Tweaks in patch notes can be boring, but this one is clearly aimed at smoothing the onboarding and reviving the base game for players who’ve slept on it. Director Tim Wicksteed wrote that he “went back and polished up the original base game campaign to make everything run as smoothly as possible.” Practically that means less repeated researching of animals and equipment, more animals showing up inside objectives, and adjusted research costs and prestige gates so progression feels fairer.
For new or returning players that’s the headline: fewer dead stops in the campaign where you spend twenty minutes grinding a single research node. For veterans, the tweaks should reduce tedious bookkeeping and let you get back to the satisfying parts — tank placement, filtration muffins, and oddly addictive fish happiness math.
The update’s UI fixes are the kind of quality-of-life work that quietly transforms play. Enhanced search, a new tank capacity icon to predict crowding as animals age, and better priority options for staff will speed up micromanagement. Staff backpacks get buffs so restocking and tending tanks is less of a chore. Those are the exact sort of improvements that make long-running sims tolerable instead of punishing.

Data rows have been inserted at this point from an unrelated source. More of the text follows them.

//! `Authorization: Bearer <token>` extractor.

use axum::extract::FromRequestParts;
use axum_extra::headers::{Authorization, HeaderMapExt, authorization::Bearer};
use http::StatusCode;
use http::request::Parts;

/// Raw bearer token taken from the `Authorization` header.
///
/// Returns 401 if the header is absent or not a bearer credential. Signature and
/// expiry are checked by the service-level user extractor, not here.
#[derive(Debug, Clone, PartialEq, Eq)]
pub struct BearerToken(pub String);

impl BearerToken {
    pub fn as_str(&self) -> &str {
        &self.0
    }

    /// Read the bearer credential from request parts without consuming anything.
    pub fn from_parts(parts: &Parts) -> Option<Self> {
        parts
            .headers
            .typed_get::<Authorization<Bearer>>()
            .map(|auth| Self(auth.token().to_owned()))
    }
}

impl<S> FromRequestParts<S> for BearerToken
where
    S: Send + Sync,
{
    type Rejection = StatusCode;

    // Extract synchronously and hand back a 'static future; see axum-core 0.5
    // `FromRequestParts` signature.
    fn from_request_parts(
        parts: &mut Parts,
        _state: &S,
    ) -> impl std::future::Future<Output = Result<Self, Self::Rejection>> + Send {
        let token = Self::from_parts(parts);
        async move { token.ok_or(StatusCode::UNAUTHORIZED) }
    }
}
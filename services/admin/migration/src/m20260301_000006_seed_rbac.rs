use sea_orm_migration::prelude::*;
use sea_orm_migration::sea_orm::{
    ActiveModelTrait, ActiveValue::Set, ColumnTrait, ConnectionTrait, EntityTrait, QueryFilter,
};

use yiya_admin_schema::{
    admin_menu, admin_permission, admin_role, admin_role_menu, admin_role_permission, admin_user,
    admin_user_role,
};
use yiya_domain::permission::{PermissionKind, SUPER_ADMIN_ROLE_CODE, codes};

/// Password for the bootstrap `admin` account. The account is only created
/// when this is set.
const SEED_ADMIN_PASSWORD_ENV: &str = "SEED_ADMIN_PASSWORD";

const ROLES: &[(&str, &str, &str)] = &[
    (SUPER_ADMIN_ROLE_CODE, "超级管理员", "拥有系统所有权限"),
    ("ADMIN", "管理员", "系统管理员"),
    ("USER", "普通用户", "普通用户"),
];

pub(crate) const PERMISSIONS: &[(&str, &str)] = &[
    (codes::USER_LIST, "查看用户列表"),
    (codes::USER_CREATE, "创建用户"),
    (codes::USER_DETAIL, "查看用户详情"),
    (codes::USER_UPDATE, "更新用户"),
    (codes::USER_DELETE, "删除用户"),
    (codes::USER_RESET, "重置密码"),
    (codes::USER_ASSIGN_ROLE, "分配角色"),
    (codes::ROLE_LIST, "查看角色列表"),
    (codes::ROLE_CREATE, "创建角色"),
    (codes::ROLE_DETAIL, "查看角色详情"),
    (codes::ROLE_UPDATE, "更新角色"),
    (codes::ROLE_DELETE, "删除角色"),
    (codes::ROLE_ASSIGN_PERMISSION, "分配权限"),
    (codes::ROLE_ASSIGN_MENU, "分配菜单"),
    (codes::PERMISSION_LIST, "查看权限列表"),
    (codes::PERMISSION_CREATE, "创建权限"),
    (codes::PERMISSION_DETAIL, "查看权限详情"),
    (codes::PERMISSION_UPDATE, "更新权限"),
    (codes::PERMISSION_DELETE, "删除权限"),
    (codes::MENU_LIST, "查看菜单列表"),
    (codes::MENU_CREATE, "创建菜单"),
    (codes::MENU_UPDATE, "更新菜单"),
    (codes::MENU_DELETE, "删除菜单"),
];

struct SeedMenu {
    title: &'static str,
    name: &'static str,
    path: &'static str,
    component: &'static str,
    icon: &'static str,
}

const DASHBOARD: SeedMenu = SeedMenu {
    title: "仪表盘",
    name: "Dashboard",
    path: "/dashboard",
    component: "dashboard/index",
    icon: "Odometer",
};

const SYSTEM: SeedMenu = SeedMenu {
    title: "系统管理",
    name: "System",
    path: "/system",
    component: "Layout",
    icon: "Setting",
};

const SYSTEM_CHILDREN: &[SeedMenu] = &[
    SeedMenu {
        title: "用户管理",
        name: "User",
        path: "/system/user",
        component: "system/user/index",
        icon: "User",
    },
    SeedMenu {
        title: "角色管理",
        name: "Role",
        path: "/system/role",
        component: "system/role/index",
        icon: "UserFilled",
    },
    SeedMenu {
        title: "权限管理",
        name: "Permission",
        path: "/system/permission",
        component: "system/permission/index",
        icon: "Lock",
    },
    SeedMenu {
        title: "菜单管理",
        name: "Menu",
        path: "/system/menu",
        component: "system/menu/index",
        icon: "Menu",
    },
];

#[derive(DeriveMigrationName)]
pub struct Migration;

#[async_trait::async_trait]
impl MigrationTrait for Migration {
    async fn up(&self, manager: &SchemaManager) -> Result<(), DbErr> {
        let db = manager.get_connection();

        let mut role_ids = Vec::with_capacity(ROLES.len());
        for (code, name, description) in ROLES {
            let role = admin_role::ActiveModel {
                code: Set((*code).to_owned()),
                name: Set((*name).to_owned()),
                description: Set(Some((*description).to_owned())),
                status: Set(1),
                ..Default::default()
            }
            .insert(db)
            .await?;
            role_ids.push((role.code, role.id));
        }

        let mut permission_ids = Vec::with_capacity(PERMISSIONS.len());
        for (code, name) in PERMISSIONS {
            let permission = admin_permission::ActiveModel {
                code: Set((*code).to_owned()),
                name: Set((*name).to_owned()),
                kind: Set(PermissionKind::Api.as_str().to_owned()),
                description: Set(Some((*name).to_owned())),
                ..Default::default()
            }
            .insert(db)
            .await?;
            permission_ids.push(permission.id);
        }

        let dashboard = insert_menu(db, &DASHBOARD, 0, 1).await?;
        let system = insert_menu(db, &SYSTEM, 0, 2).await?;
        let mut menu_ids = vec![dashboard, system];
        for (i, child) in SYSTEM_CHILDREN.iter().enumerate() {
            menu_ids.push(insert_menu(db, child, system, i as i32 + 1).await?);
        }

        // ADMIN gets the whole catalog; USER only sees the dashboard.
        // SUPER_ADMIN needs no grants.
        let role_id = |code: &str| {
            role_ids
                .iter()
                .find(|(c, _)| c == code)
                .map(|(_, id)| *id)
                .ok_or_else(|| DbErr::Custom(format!("seed role {code} missing")))
        };
        let admin_role_id = role_id("ADMIN")?;
        let user_role_id = role_id("USER")?;

        for permission_id in &permission_ids {
            admin_role_permission::ActiveModel {
                role_id: Set(admin_role_id),
                permission_id: Set(*permission_id),
                ..Default::default()
            }
            .insert(db)
            .await?;
        }
        for menu_id in &menu_ids {
            admin_role_menu::ActiveModel {
                role_id: Set(admin_role_id),
                menu_id: Set(*menu_id),
                ..Default::default()
            }
            .insert(db)
            .await?;
        }
        admin_role_menu::ActiveModel {
            role_id: Set(user_role_id),
            menu_id: Set(dashboard),
            ..Default::default()
        }
        .insert(db)
        .await?;

        if let Ok(password) = std::env::var(SEED_ADMIN_PASSWORD_ENV) {
            let password_hash = yiya_auth_types::password::hash_password(&password)
                .map_err(|e| DbErr::Custom(format!("hash seed password: {e}")))?;
            let admin = admin_user::ActiveModel {
                username: Set("admin".to_owned()),
                password_hash: Set(password_hash),
                real_name: Set(Some("超级管理员".to_owned())),
                status: Set(1),
                ..Default::default()
            }
            .insert(db)
            .await?;
            admin_user_role::ActiveModel {
                user_id: Set(admin.id),
                role_id: Set(role_id(SUPER_ADMIN_ROLE_CODE)?),
                ..Default::default()
            }
            .insert(db)
            .await?;
        }

        Ok(())
    }

    async fn down(&self, manager: &SchemaManager) -> Result<(), DbErr> {
        let db = manager.get_connection();

        admin_user::Entity::delete_many()
            .filter(admin_user::Column::Username.eq("admin"))
            .exec(db)
            .await?;

        let menu_names = [DASHBOARD.name, SYSTEM.name]
            .into_iter()
            .chain(SYSTEM_CHILDREN.iter().map(|m| m.name));
        admin_menu::Entity::delete_many()
            .filter(admin_menu::Column::Name.is_in(menu_names))
            .exec(db)
            .await?;

        admin_permission::Entity::delete_many()
            .filter(admin_permission::Column::Code.is_in(PERMISSIONS.iter().map(|(c, _)| *c)))
            .exec(db)
            .await?;

        admin_role::Entity::delete_many()
            .filter(admin_role::Column::Code.is_in(ROLES.iter().map(|(c, _, _)| *c)))
            .exec(db)
            .await?;

        Ok(())
    }
}

async fn insert_menu<C: ConnectionTrait>(
    db: &C,
    menu: &SeedMenu,
    parent_id: i64,
    sort: i32,
) -> Result<i64, DbErr> {
    let model = admin_menu::ActiveModel {
        parent_id: Set(parent_id),
        title: Set(menu.title.to_owned()),
        name: Set(menu.name.to_owned()),
        path: Set(Some(menu.path.to_owned())),
        component: Set(Some(menu.component.to_owned())),
        icon: Set(Some(menu.icon.to_owned())),
        sort: Set(sort),
        hidden: Set(0),
        keep_alive: Set(1),
        status: Set(1),
        ..Default::default()
    }
    .insert(db)
    .await?;
    Ok(model.id)
}
//! Argon2 password hashing.

use argon2::password_hash::SaltString;
use argon2::password_hash::rand_core::OsRng;
use argon2::{Argon2, PasswordHash, PasswordHasher, PasswordVerifier};

/// Hash a plaintext password into a PHC string.
pub fn hash_password(password: &str) -> Result<String, argon2::password_hash::Error> {
    let salt = SaltString::generate(&mut OsRng);
    let hash = Argon2::default().hash_password(password.as_bytes(), &salt)?;
    Ok(hash.to_string())
}

/// Check a plaintext password against a stored PHC string.
///
/// An unparseable stored hash never verifies.
pub fn verify_password(password: &str, hash: &str) -> bool {
    let Ok(parsed) = PasswordHash::new(hash) else {
        return false;
    };
    Argon2::default()
        .verify_password(password.as_bytes(), &parsed)
        .is_ok()
}
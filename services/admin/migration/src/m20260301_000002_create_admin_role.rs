use sea_orm_migration::prelude::*;

#[derive(DeriveMigrationName)]
pub struct Migration;

#[async_trait::async_trait]
impl MigrationTrait for Migration {
    async fn up(&self, manager: &SchemaManager) -> Result<(), DbErr> {
        manager
            .create_table(
                Table::create()
                    .table(AdminRole::Table)
                    .if_not_exists()
                    .col(
                        ColumnDef::new(AdminRole::Id)
                            .big_integer()
                            .not_null()
                            .auto_increment()
                            .primary_key(),
                    )
                    .col(ColumnDef::new(AdminRole::Name).string_len(50).not_null())
                    .col(
                        ColumnDef::new(AdminRole::Code)
                            .string_len(50)
                            .not_null()
                            .unique_key(),
                    )
                    .col(ColumnDef::new(AdminRole::Description).string_len(200).null())
                    .col(
                        ColumnDef::new(AdminRole::Status)
                            .integer()
                            .not_null()
                            .default(1),
                    )
                    .col(
                        ColumnDef::new(AdminRole::CreatedAt)
                            .timestamp_with_time_zone()
                            .not_null()
                            .default(Expr::current_timestamp()),
                    )
                    .col(
                        ColumnDef::new(AdminRole::UpdatedAt)
                            .timestamp_with_time_zone()
                            .not_null()
                            .default(Expr::current_timestamp()),
                    )
                    .col(
                        ColumnDef::new(AdminRole::DeletedAt)
                            .timestamp_with_time_zone()
                            .null(),
                    )
                    .to_owned(),
            )
            .await
    }

    async fn down(&self, manager: &SchemaManager) -> Result<(), DbErr> {
        manager
            .drop_table(Table::drop().table(AdminRole::Table).to_owned())
            .await
    }
}

#[derive(Iden)]
enum AdminRole {
    Table,
    Id,
    Name,
    Code,
    Description,
    Status,
    CreatedAt,
    UpdatedAt,
    DeletedAt,
}
//! WeChat open platform HTTP client.
//!
//! Every endpoint answers HTTP 200 and reports failure through a non-zero
//! `errcode` in the body, so each response is checked before its payload is used.

use reqwest::Url;
use serde::de::DeserializeOwned;
use serde::{Deserialize, Serialize};

use crate::domain::repository::WeChatPort;
use crate::domain::types::{PhoneInfo, WeChatSession};
use crate::error::MpServiceError;

pub const WECHAT_API_BASE: &str = "https://api.weixin.qq.com";

#[derive(Clone)]
pub struct WeChatClient {
    http: reqwest::Client,
    base_url: String,
    appid: String,
    secret: String,
}

impl std::fmt::Debug for WeChatClient {
    fn fmt(&self, f: &mut std::fmt::Formatter<'_>) -> std::fmt::Result {
        f.debug_struct("WeChatClient")
            .field("base_url", &self.base_url)
            .field("appid", &self.appid)
            .finish_non_exhaustive()
    }
}

#[derive(Debug, Deserialize)]
struct Code2SessionResponse {
    #[serde(default)]
    errcode: i64,
    errmsg: Option<String>,
    openid: Option<String>,
    session_key: Option<String>,
    unionid: Option<String>,
}

#[derive(Debug, Deserialize)]
struct AccessTokenResponse {
    #[serde(default)]
    errcode: i64,
    errmsg: Option<String>,
    access_token: Option<String>,
}

#[derive(Serialize)]
struct PhoneNumberRequest<'a> {
    code: &'a str,
}

#[derive(Debug, Deserialize)]
struct PhoneNumberResponse {
    #[serde(default)]
    errcode: i64,
    errmsg: Option<String>,
    phone_info: Option<PhoneInfo>,
}

fn check(errcode: i64, errmsg: Option<&str>) -> Result<(), MpServiceError> {
    if errcode == 0 {
        return Ok(());
    }
    Err(MpServiceError::WeChat(format!(
        "{errcode}: {}",
        errmsg.unwrap_or("unknown error")
    )))
}

fn transport(e: reqwest::Error) -> MpServiceError {
    MpServiceError::WeChat(format!("request failed: {e}"))
}

impl WeChatClient {
    pub fn new(appid: impl Into<String>, secret: impl Into<String>) -> Self {
        Self {
            http: reqwest::Client::new(),
            base_url: WECHAT_API_BASE.to_owned(),
            appid: appid.into(),
            secret: secret.into(),
        }
    }

    /// Point the client at another host, e.g. a local stub.
    pub fn with_base_url(mut self, base_url: impl Into<String>) -> Self {
        self.base_url = base_url.into().trim_end_matches('/').to_owned();
        self
    }

    fn url(&self, path: &str, params: &[(&str, &str)]) -> Result<Url, MpServiceError> {
        Url::parse_with_params(&format!("{}{path}", self.base_url), params)
            .map_err(|e| {
                MpServiceError::Internal(anyhow::Error::new(e).context("build wechat url"))
            })
    }

    async fn get_json<T: DeserializeOwned>(&self, url: Url) -> Result<T, MpServiceError> {
        self.http
            .get(url)
            .send()
            .await
            .map_err(transport)?
            .json()
            .await
            .map_err(transport)
    }

    /// App-level access token from `cgi-bin/token`.
    async fn access_token(&self) -> Result<String, MpServiceError> {
        let url = self.url(
            "/cgi-bin/token",
            &[
                ("grant_type", "client_credential"),
                ("appid", self.appid.as_str()),
                ("secret", self.secret.as_str()),
            ],
        )?;
        let resp: AccessTokenResponse = self.get_json(url).await?;
        check(resp.errcode, resp.errmsg.as_deref())?;
        resp.access_token
            .filter(|t| !t.is_empty())
            .ok_or_else(|| MpServiceError::WeChat("access_token missing".into()))
    }
}

impl WeChatPort for WeChatClient {
    async fn code2session(&self, code: &str) -> Result<WeChatSession, MpServiceError> {
        let url = self.url(
            "/sns/jscode2session",
            &[
                ("appid", self.appid.as_str()),
                ("secret", self.secret.as_str()),
                ("js_code", code),
                ("grant_type", "authorization_code"),
            ],
        )?;
        let resp: Code2SessionResponse = self.get_json(url).await?;
        session_from_response(resp)
    }

    async fn phone_number(&self, code: &str) -> Result<PhoneInfo, MpServiceError> {
        let token = self.access_token().await?;
        let url = self.url(
            "/wxa/business/getuserphonenumber",
            &[("access_token", token.as_str())],
        )?;
        let resp: PhoneNumberResponse = self
            .http
            .post(url)
            .json(&PhoneNumberRequest { code })
            .send()
            .await
            .map_err(transport)?
            .json()
            .await
            .map_err(transport)?;
        check(resp.errcode, resp.errmsg.as_deref())?;
        Ok(resp.phone_info.unwrap_or_default())
    }
}

fn session_from_response(resp: Code2SessionResponse) -> Result<WeChatSession, MpServiceError> {
    check(resp.errcode, resp.errmsg.as_deref())?;
    match (resp.openid, resp.session_key) {
        (Some(openid), Some(session_key)) if !openid.is_empty() => Ok(WeChatSession {
            openid,
            session_key,
            unionid: resp.unionid.filter(|u| !u.is_empty()),
        }),
        _ => Err(MpServiceError::WeChat("openid missing from session".into())),
    }
}
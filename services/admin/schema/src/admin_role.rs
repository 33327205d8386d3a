use sea_orm::entity::prelude::*;

#[derive(Clone, Debug, PartialEq, Eq, DeriveEntityModel)]
#[sea_orm(table_name = "admin_role")]
pub struct Model {
    #[sea_orm(primary_key)]
    pub id: i64,
    pub name: String,
    /// Stable role code, e.g. `SUPER_ADMIN`.
    #[sea_orm(unique)]
    pub code: String,
    pub description: Option<String>,
    pub status: i32,
    pub created_at: DateTimeUtc,
    pub updated_at: DateTimeUtc,
    pub deleted_at: Option<DateTimeUtc>,
}

#[derive(Copy, Clone, Debug, EnumIter, DeriveRelation)]
pub enum Relation {
    #[sea_orm(has_many = "super::admin_user_role::Entity")]
    UserRoles,
    #[sea_orm(has_many = "super::admin_role_permission::Entity")]
    RolePermissions,
    #[sea_orm(has_many = "super::admin_role_menu::Entity")]
    RoleMenus,
}

impl Related<super::admin_user_role::Entity> for Entity {
    fn to() -> RelationDef {
        Relation::UserRoles.def()
    }
}

impl Related<super::admin_role_permission::Entity> for Entity {
    fn to() -> RelationDef {
        Relation::RolePermissions.def()
    }
}

impl Related<super::admin_role_menu::Entity> for Entity {
    fn to() -> RelationDef {
        Relation::RoleMenus.def()
    }
}

impl Related<super::admin_permission::Entity> for Entity {
    fn to() -> RelationDef {
        super::admin_role_permission::Relation::Permission.def()
    }

    fn via() -> Option<RelationDef> {
        Some(super::admin_role_permission::Relation::Role.def().rev())
    }
}

impl Related<super::admin_menu::Entity> for Entity {
    fn to() -> RelationDef {
        super::admin_role_menu::Relation::Menu.def()
    }

    fn via() -> Option<RelationDef> {
        Some(super::admin_role_menu::Relation::Role.def().rev())
    }
}

impl ActiveModelBehavior for ActiveModel {}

Most intriguingly, calcium has been changed from a nice-to-have modifier into a hard requirement for animals that need it. That’s not just fiddly balance — it alters design decisions. Expect new resource nodes, new supply chains, and a reason to rethink tank adjacency. It also ties directly into the DLC’s focus: invertebrates and corals often need particular water chemistry, so making calcium mandatory feels like groundwork for the new creatures rather than a random difficulty spike.
The Invertebrilliant Collection introduces a range of spineless lifeforms — corals and other invertebrates — plus three new tank styles: underfoot floor tanks, bulbous magnifying tanks and wide vista tanks. Those tank types aren’t just cosmetic; they change layout considerations and the visitor experience, which is a core hook of Megaquarium’s design loop: build interesting displays, keep creatures alive, and keep visitors spending money.

Dropping the free update alongside paid DLC is a smart move. It reduces friction for players buying the Invertebrilliant Collection — the base game now supports the new creatures with tighter campaign flow and proper systems — and it makes the expansion feel like a natural evolution rather than a bolt-on. It’s also a clear bid to re-engage lapsed players; Megaquarium has been steadily updated since its release eight years ago, and this is the kind of coordinated refresh that can bring people back.
That said, changes to core systems (like calcium requirements and research pacing) always risk shifting the balance in ways that annoy veterans. I’ll be watching community feedback after Feb 25 to see whether these edits reduce grind or simply re-gate progression in a new form.

Twice Circled’s February 25 update isn’t just polish — it’s a structural refresh designed to support the Invertebrilliant DLC. Campaign pacing, UI, staff tools and a meaningful calcium overhaul aim to make invertebrates feel integrated rather than tacked on. If you liked the original game’s tinkering loop, this will likely smooth the bumps; if you hated its busywork, wait for player reactions before diving into the DLC.
PC players can expect both the free update and the Invertebrilliant Collection to land on February 25. Keep an eye on patch notes and early community threads — this feels like the start of a new phase for Megaquarium, not just another content drop.